• I don't feel comfortable with my new oncologist and his ideas. How do I tell him?

    Asked by ButterBean on Friday, August 31, 2012

    I don't feel comfortable with my new oncologist and his ideas. How do I tell him?

    New doctor comes in and starts making statements about my chemo experiences that made it very obvious he had only skimmed my charts. He had more to say about controlling my weight and blood sugar than anything else. He ended our appt by telling me he wasn't like other doctors, he didn't order scans just because that was the normal thing to do. He asked me to consider a question for a few days then call him back with my answer. He asked me if I had a positive scan, if I would be willing to have surgery again. Once he had my answer he would proceed with a scan if I am willing to undergo another surgery. I was so confused by his attitude that I didn't even ask him what options I had if I weren't willing to have surgery...or if I was to just wait to see if I got sick again... I just said ok and left. Now I feel foolish for not being able to ask/say what I needed to. Everything, from diagnosis to surgery to treatments to now, all just happened so quick, I'm still confused and reeling.

    4 Answers from the Community

    4 answers
    • FreeBird's Avatar

      When my dad sees the oncologist at the office, it's $250, not counting the bloodwork or anything else but a doctor consultation. You, your insurance, or both are paying for the care you want and need. So you can switch anytime you want if you feel uncomfortable, and I don't think a doctor will blink twice before moving on to the next customer in the waiting room. There's no sense paying to go in and tell him you're switching. When you find someone you're comfortable with, just call on the phone and tell the office you've decided to try another doctor, and ask what you need to send your medical record over. Good luck.

      about 4 years ago
    • GregP_WN's Avatar

      I used to do the same thing, when I was first treated. I didn't know any better, just figured he;s the doctor, must know what I need. That was 24 years ago, these days I am XXX on wheels when dealing with them.

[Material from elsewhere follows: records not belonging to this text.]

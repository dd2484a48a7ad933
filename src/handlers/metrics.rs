// src/handlers/metrics.rs
use warp::reply::Json;
use warp::Rejection;
use log::{error, info};

use crate::services::calculations::calculate_room_metrics;
use crate::state::AppState;
use super::error::ApiError;

/// Parses the raw path segment, which warp hands over still percent-encoded.
fn parse_room_id(segment: &str) -> Option<i64> {
    urlencoding::decode(segment).ok()?.parse().ok()
}

pub async fn get_room_metrics(room_id: String, state: AppState) -> Result<Json, Rejection> {
    let room_id = parse_room_id(&room_id).ok_or_else(|| {
        info!("Rejecting invalid room_id {:?}", room_id);
        warp::reject::custom(ApiError::invalid_room_id())
    })?;

    info!("Handling request for metrics of room {}", room_id);

    let room = match state.store.get_room(room_id).await {
        Ok(Some(room)) => room,
        Ok(None) => {
            info!("Room {} not found", room_id);
            return Err(warp::reject::custom(ApiError::room_not_found()));
        }
        Err(e) => {
            error!("Failed to fetch room {}: {:#}", room_id, e);
            return Err(warp::reject::custom(ApiError::room_not_found()));
        }
    };

    let metrics = calculate_room_metrics(state.now(), &room);
    Ok(warp::reply::json(&metrics))
}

If they say something I don't understand, we don't move on to something else until I get answers. If I have questions, they get answered, I don't care how much of a hurry they look like they are in. I sat in the waiting room for an hour, then another hour in the exam room, they come in in a flash and are in and out in 4 minutes. I am going to get my time's worth.

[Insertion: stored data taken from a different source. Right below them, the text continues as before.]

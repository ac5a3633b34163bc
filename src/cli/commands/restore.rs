use std::path::Path;

use crate::cli::commands::{for_each_repository, per_repository};
use crate::cli::context::AppContext;
use crate::core::errors::Result;

/// Execute the `loft restore` command.
///
/// Each source lands in `<destination>/<source>`, or in
/// `<destination>/<repository>/<source>` when several repositories are
/// selected.
pub fn execute(ctx: &AppContext, destination: &Path) -> Result<bool> {
    let shared = ctx.repositories()?.len() > 1;
    for_each_repository(ctx, "Restored", |repo| {
        ctx.backup()
            .restore(repo, &per_repository(destination, repo, shared))
    })
}
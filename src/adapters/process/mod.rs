pub mod command_runner;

      If you don't want to change yet, or don't know, go back, and ask questions. Don't get intimidated by the attitude, or the rush. Ask the question, look them in the eye and wait for the answer. Then next question, don't let him leave until you get answers. I wouldnt be put on a timeline to give an answer or a decision on something so important, if your not comfortable with the situation, tell him your going to get a second opinion since it is such an important life altering decision.

      Hope you get peace with the answers!

      about 4 years ago
    • nancyjac's Avatar

      How did you end up with this new oncologist to begin with? What happened with your old oncologist? I would think any time anyone changes doctors, whether an oncologist or now, there are bound to be differences in both medical protocols and communication styles. The new doctor has to start with scratch with you and you with him. So he lays out his recommended treatment plan and you need to ask a lot of questions. I think you need to start though by asking yourself what is it that you don't feel comfortable with. Is it the change in oncologists, the new oncologist's communication style, or his medical competence? Once you have figured that out, you tell him exactly what you are uncomfortable with. It would be difficult for him to respond to "I am uncomfortable with you" if you can't tell him what it is about him that makes you uncomfortable. As far as ideas go, tell him what your ideas are and ask him to address why he thinks his ideas are more in your best interests.

      about 4 years ago
    • abrub's Avatar

      Please write down a list of questions and concerns, and bring the list with you to an appointment (schedule one if you don't have one upcoming.) Insist that he respond to all of your questions and concerns. You hire him. You can fire him. I consulted with a dr who didn't listen to anything I said, and only glanced at the report I'd sent ahead. As a result, everything he wrote in his post-visit evaluation was wrong (listing medications I wasn't taking, family history facts, other material information.) Needless to say, I never went back to him. (Btw, his prognosis gave me a maximum of 5 years; I'm now over 5 years out, and quite healthy, thank you.)

      His answers may not be what you want to hear, but it important that he answer the questions you ask, and not side-track them. If you cannot establish a comfortable foundation within which to work, then look for another onc. You are dealing with your life here.

      We're often too worried about hurting the feelings of drs. That should not be a concern. We hire them to take care of us. They cannot ethically modify their treatments because they don't like us. You need to be comfortable, to know that your dr is listening to you, and hearing your questions and concerns. If that is not the case, please find another dr.